__Exercise details__: Once you have read the entries below, write them all out again exactly.

__Dataset entries__:
-=-=-=-=-

use log::{debug, trace};
use sqlx::{QueryBuilder, Sqlite, SqliteConnection};

use crate::{
    db::sqlite::SqliteDatabaseError,
    db_types::{NewOrder, NewOrderItem, Order, OrderId, OrderItem, OrderStatusType, StatusChange, StatusHistoryEntry},
};

/// Inserts a new order row in the `pending`/`pending` state. This is not atomic on its own. Embed the call in a
/// transaction alongside the item and stock writes, and pass `&mut tx` as the connection argument.
pub(crate) async fn insert_order(order: &NewOrder, conn: &mut SqliteConnection) -> Result<Order, SqliteDatabaseError> {
    let total = order
        .total()
        .ok_or_else(|| SqliteDatabaseError::QueryError(format!("The total of order {} overflows", order.payment_ref)))?;
    let result = sqlx::query_as::<_, Order>(
        r#"
            INSERT INTO orders (customer_id, customer_email, total, payment_ref)
            VALUES ($1, $2, $3, $4)
            RETURNING *;
        "#,
    )
    .bind(&order.customer_id)
    .bind(&order.customer_email)
    .bind(total)
    .bind(&order.payment_ref)
    .fetch_one(conn)
    .await;
    match result {
        Err(sqlx::Error::Database(e)) if e.is_unique_violation() => {
            Err(SqliteDatabaseError::DuplicateOrder(order.payment_ref.clone()))
        },
        Err(e) => Err(e.into()),
        Ok(o) => {
            trace!("🗃️ Order {} inserted for payment reference {}", o.id, o.payment_ref);
            Ok(o)
        },
    }
}

pub(crate) async fn insert_order_item(
    order_id: OrderId,
    position: i64,
    item: &NewOrderItem,
    conn: &mut SqliteConnection,
) -> Result<OrderItem, SqliteDatabaseError> {
    let item = sqlx::query_as::<_, OrderItem>(
        r#"
            INSERT INTO order_items (order_id, position, product_id, quantity, unit_price)
            VALUES ($1, $2, $3, $4, $5)
            RETURNING *;
        "#,
    )
    .bind(order_id)
    .bind(position)
    .bind(item.product_id)
    .bind(item.quantity)
    .bind(item.unit_price)
    .fetch_one(conn)
    .await?;
    Ok(item)
}

pub async fn fetch_order_by_id(id: OrderId, conn: &mut SqliteConnection) -> Result<Option<Order>, SqliteDatabaseError> {
    let order = sqlx::query_as::<_, Order>("SELECT * FROM orders WHERE id = $1").bind(id).fetch_optional(conn).await?;
    Ok(order)
}

pub async fn fetch_order_by_payment_ref(
    payment_ref: &str,
    conn: &mut SqliteConnection,
) -> Result<Option<Order>, SqliteDatabaseError> {
    let order = sqlx::query_as::<_, Order>("SELECT * FROM orders WHERE payment_ref = $1")
        .bind(payment_ref)
        .fetch_optional(conn)
        .await?;
    Ok(order)
}

pub async fn fetch_order_items(
    order_id: OrderId,
    conn: &mut SqliteConnection,
) -> Result<Vec<OrderItem>, SqliteDatabaseError> {
    let items = sqlx::query_as::<_, OrderItem>("SELECT * FROM order_items WHERE order_id = $1 ORDER BY position ASC")
        .bind(order_id)
        .fetch_all(conn)
        .await?;
    Ok(items)
}

/// Sets `payment_status = 'paid'` and moves a pending order into `processing`.
///
/// The WHERE clause is the whole concurrency story: only a pending payment on a live order matches, so when several
/// deliveries race, exactly one of them gets a row back.
pub(crate) async fn mark_paid(
    payment_ref: &str,
    conn: &mut SqliteConnection,
) -> Result<Option<Order>, SqliteDatabaseError> {
    let order = sqlx::query_as::<_, Order>(
        r#"
            UPDATE orders SET
                payment_status = 'paid',
                status = CASE WHEN status = 'pending' THEN 'processing' ELSE status END,
                updated_at = CURRENT_TIMESTAMP
            WHERE payment_ref = $1 AND payment_status = 'pending' AND status != 'cancelled'
            RETURNING *;
        "#,
    )
    .bind(payment_ref)
    .fetch_optional(conn)
    .await?;
    Ok(order)
}

/// Sets `payment_status = 'failed'` and cancels the order, if the payment is still pending and the goods have not left
/// the building.
pub(crate) async fn mark_failed(
    payment_ref: &str,
    conn: &mut SqliteConnection,
) -> Result<Option<Order>, SqliteDatabaseError> {
    let order = sqlx::query_as::<_, Order>(
        r#"
            UPDATE orders SET
                payment_status = 'failed',
                status = 'cancelled',
                updated_at = CURRENT_TIMESTAMP
            WHERE payment_ref = $1 AND payment_status = 'pending' AND status NOT IN ('shipped', 'delivered')
            RETURNING *;
        "#,
    )
    .bind(payment_ref)
    .fetch_optional(conn)
    .await?;
    Ok(order)
}

/// Moves the order to `new_status`, but only if it is still in `expected`. Shipping fields are written on the way to
/// `shipped`, and `delivered_at` on the way to `delivered`.
pub(crate) async fn update_order_status(
    order_id: OrderId,
    expected: OrderStatusType,
    new_status: OrderStatusType,
    change: &StatusChange,
    conn: &mut SqliteConnection,
) -> Result<Option<Order>, SqliteDatabaseError> {
    let mut builder = QueryBuilder::<Sqlite>::new("UPDATE orders SET updated_at = CURRENT_TIMESTAMP, status = ");
    builder.push_bind(new_status);
    match new_status {
        OrderStatusType::Shipped => {
            builder.push(", shipped_at = CURRENT_TIMESTAMP, tracking_number = ");
            builder.push_bind(change.tracking_number.clone());
            builder.push(", carrier = ");
            builder.push_bind(change.carrier.clone());
        },
        OrderStatusType::Delivered => {
            builder.push(", delivered_at = CURRENT_TIMESTAMP");
        },
        _ => {},
    }
    builder.push(" WHERE id = ");
    builder.push_bind(order_id);
    builder.push(" AND status = ");
    builder.push_bind(expected);
    builder.push(" RETURNING *");
    trace!("🗃️ Executing query: {}", builder.sql());
    let order = builder.build_query_as::<Order>().fetch_optional(conn).await?;
    if order.is_none() {
        debug!("🗃️ Order {order_id} was not in status '{expected}'. Status update to '{new_status}' skipped.");
    }
    Ok(order)
}

/// Appends a history row that snapshots the order's current status pair.
pub(crate) async fn insert_status_history(
    order: &Order,
    changed_by: Option<&str>,
    note: Option<&str>,
    conn: &mut SqliteConnection,
) -> Result<StatusHistoryEntry, SqliteDatabaseError> {
    let entry = sqlx::query_as::<_, StatusHistoryEntry>(
        r#"
            INSERT INTO order_status_history (order_id, status, payment_status, changed_by, note)
            VALUES ($1, $2, $3, $4, $5)
            RETURNING *;
        "#,
    )
    .bind(order.id)
    .bind(order.status)
    .bind(order.payment_status)
    .bind(changed_by)
    .bind(note)
    .fetch_one(conn)
    .await?;
    Ok(entry)
}

pub async fn fetch_status_history(
    order_id: OrderId,
    conn: &mut SqliteConnection,
) -> Result<Vec<StatusHistoryEntry>, SqliteDatabaseError> {
    let history = sqlx::query_as::<_, StatusHistoryEntry>(
        "SELECT * FROM order_status_history WHERE order_id = $1 ORDER BY id ASC",
    )
    .bind(order_id)
    .fetch_all(conn)
    .await?;
    Ok(history)
}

-=-=-=-=-

__Written solution__:
use log::{debug, trace};
use sqlx::{QueryBuilder, Sqlite, SqliteConnection};

use crate::{
    db::sqlite::SqliteDatabaseError,
    db_types::{NewOrder, NewOrderItem, Order, OrderId, OrderItem, OrderStatusType, StatusChange, StatusHistoryEntry},
};

/// Inserts a new order row in the `pending`/`pending` state. This is not atomic on its own. Embed the call in a
/// transaction alongside the item and stock writes, and pass `&mut tx` as the connection argument.
pub(crate) async fn insert_order(order: &NewOrder, conn: &mut SqliteConnection) -> Result<Order, SqliteDatabaseError> {
    let total = order
        .total()
        .ok_or_else(|| SqliteDatabaseError::QueryError(format!("The total of order {} overflows", order.payment_ref)))?;
    let result = sqlx::query_as::<_, Order>(
        r#"
            INSERT INTO orders (customer_id, customer_email, total, payment_ref)
            VALUES ($1, $2, $3, $4)
            RETURNING *;
        "#,
    )
    .bind(&order.customer_id)
    .bind(&order.customer_email)
    .bind(total)
    .bind(&order.payment_ref)
    .fetch_one(conn)
    .await;
    match result {
        Err(sqlx::Error::Database(e)) if e.is_unique_violation() => {
            Err(SqliteDatabaseError::DuplicateOrder(order.payment_ref.clone()))
        },
        Err(e) => Err(e.into()),
        Ok(o) => {
            trace!("🗃️ Order {} inserted for payment reference {}", o.id, o.payment_ref);
            Ok(o)
        },
    }
}

pub(crate) async fn insert_order_item(
    order_id: OrderId,
    position: i64,
    item: &NewOrderItem,
    conn: &mut SqliteConnection,
) -> Result<OrderItem, SqliteDatabaseError> {
    let item = sqlx::query_as::<_, OrderItem>(
        r#"
            INSERT INTO order_items (order_id, position, product_id, quantity, unit_price)
            VALUES ($1, $2, $3, $4, $5)
            RETURNING *;
        "#,
    )
    .bind(order_id)
    .bind(position)
    .bind(item.product_id)
    .bind(item.quantity)
    .bind(item.unit_price)
    .fetch_one(conn)
    .await?;
    Ok(item)
}

pub async fn fetch_order_by_id(id: OrderId, conn: &mut SqliteConnection) -> Result<Option<Order>, SqliteDatabaseError> {
    let order = sqlx::query_as::<_, Order>("SELECT * FROM orders WHERE id = $1").bind(id).fetch_optional(conn).await?;
    Ok(order)
}

pub async fn fetch_order_by_payment_ref(
    payment_ref: &str,
    conn: &mut SqliteConnection,
) -> Result<Option<Order>, SqliteDatabaseError> {
    let order = sqlx::query_as::<_, Order>("SELECT * FROM orders WHERE payment_ref = $1")
        .bind(payment_ref)
        .fetch_optional(conn)
        .await?;
    Ok(order)
}

pub async fn fetch_order_items(
    order_id: OrderId,
    conn: &mut SqliteConnection,
) -> Result<Vec<OrderItem>, SqliteDatabaseError> {
    let items = sqlx::query_as::<_, OrderItem>("SELECT * FROM order_items WHERE order_id = $1 ORDER BY position ASC")
        .bind(order_id)
        .fetch_all(conn)
        .await?;
    Ok(items)
}

/// Sets `payment_status = 'paid'` and moves a pending order into `processing`.
///
/// The WHERE clause is the whole concurrency story: only a pending payment on a live order matches, so when several
/// deliveries race, exactly one of them gets a row back.
pub(crate) async fn mark_paid(
    payment_ref: &str,
    conn: &mut SqliteConnection,
) -> Result<Option<Order>, SqliteDatabaseError> {
    let order = sqlx::query_as::<_, Order>(
        r#"
            UPDATE orders SET
                payment_status = 'paid',
                status = CASE WHEN status = 'pending' THEN 'processing' ELSE status END,
                updated_at = CURRENT_TIMESTAMP
            WHERE payment_ref = $1 AND payment_status = 'pending' AND status != 'cancelled'
            RETURNING *;
        "#,
    )
    .bind(payment_ref)
    .fetch_optional(conn)
    .await?;
    Ok(order)
}

/// Sets `payment_status = 'failed'` and cancels the order, if the payment is still pending and the goods have not left
/// the building.
pub(crate) async fn mark_failed(
    payment_ref: &str,
    conn: &mut SqliteConnection,
) -> Result<Option<Order>, SqliteDatabaseError> {
    let order = sqlx::query_as::<_, Order>(
        r#"
            UPDATE orders SET
                payment_status = 'failed',
                status = 'cancelled',
                updated_at = CURRENT_TIMESTAMP
            WHERE payment_ref = $1 AND payment_status = 'pending' AND status NOT IN ('shipped', 'delivered')
            RETURNING *;
        "#,
    )
    .bind(payment_ref)
    .fetch_optional(conn)
    .await?;
    Ok(order)
}

/// Moves the order to `new_status`, but only if it is still in `expected`. Shipping fields are written on the way to
/// `shipped`, and `delivered_at` on the way to `delivered`.
pub(crate) async fn update_order_status(
    order_id: OrderId,
    expected: OrderStatusType,
    new_status: OrderStatusType,
    change: &StatusChange,
    conn: &mut SqliteConnection,
) -> Result<Option<Order>, SqliteDatabaseError> {
    let mut builder = QueryBuilder::<Sqlite>::new("UPDATE orders SET updated_at = CURRENT_TIMESTAMP, status = ");
    builder.push_bind(new_status);
    match new_status {
        OrderStatusType::Shipped => {
            builder.push(", shipped_at = CURRENT_TIMESTAMP, tracking_number = ");
            builder.push_bind(change.tracking_number.clone());
            builder.push(", carrier = ");
            builder.push_bind(change.carrier.clone());
        },
        OrderStatusType::Delivered => {
            builder.push(", delivered_at = CURRENT_TIMESTAMP");
        },
        _ => {},
    }
    builder.push(" WHERE id = ");
    builder.push_bind(order_id);
    builder.push(" AND status = ");
    builder.push_bind(expected);
    builder.push(" RETURNING *");
    trace!("🗃️ Executing query: {}", builder.sql());
    let order = builder.build_query_as::<Order>().fetch_optional(conn).await?;
    if order.is_none() {
        debug!("🗃️ Order {order_id} was not in status '{expected}'. Status update to '{new_status}' skipped.");
    }
    Ok(order)
}

/// Appends a history row that snapshots the order's current status pair.
pub(crate) async fn insert_status_history(
    order: &Order,
    changed_by: Option<&str>,
    note: Option<&str>,
    conn: &mut SqliteConnection,
) -> Result<StatusHistoryEntry, SqliteDatabaseError> {
    let entry = sqlx::query_as::<_, StatusHistoryEntry>(
        r#"
            INSERT INTO order_status_history (order_id, status, payment_status, changed_by, note)
            VALUES ($1, $2, $3, $4, $5)
            RETURNING *;
        "#,
    )
    .bind(order.id)
    .bind(order.status)
    .bind(order.payment_status)
    .bind(changed_by)
    .bind(note)
    .fetch_one(conn)
    .await?;
    Ok(entry)
}

pub async fn fetch_status_history(
    order_id: OrderId,
    conn: &mut SqliteConnection,
) -> Result<Vec<StatusHistoryEntry>, SqliteDatabaseError> {
    let history = sqlx::query_as::<_, StatusHistoryEntry>(
        "SELECT * FROM order_status_history WHERE order_id = $1 ORDER BY id ASC",
    )
    .bind(order_id)
    .fetch_all(conn)
    .await?;
    Ok(history)
}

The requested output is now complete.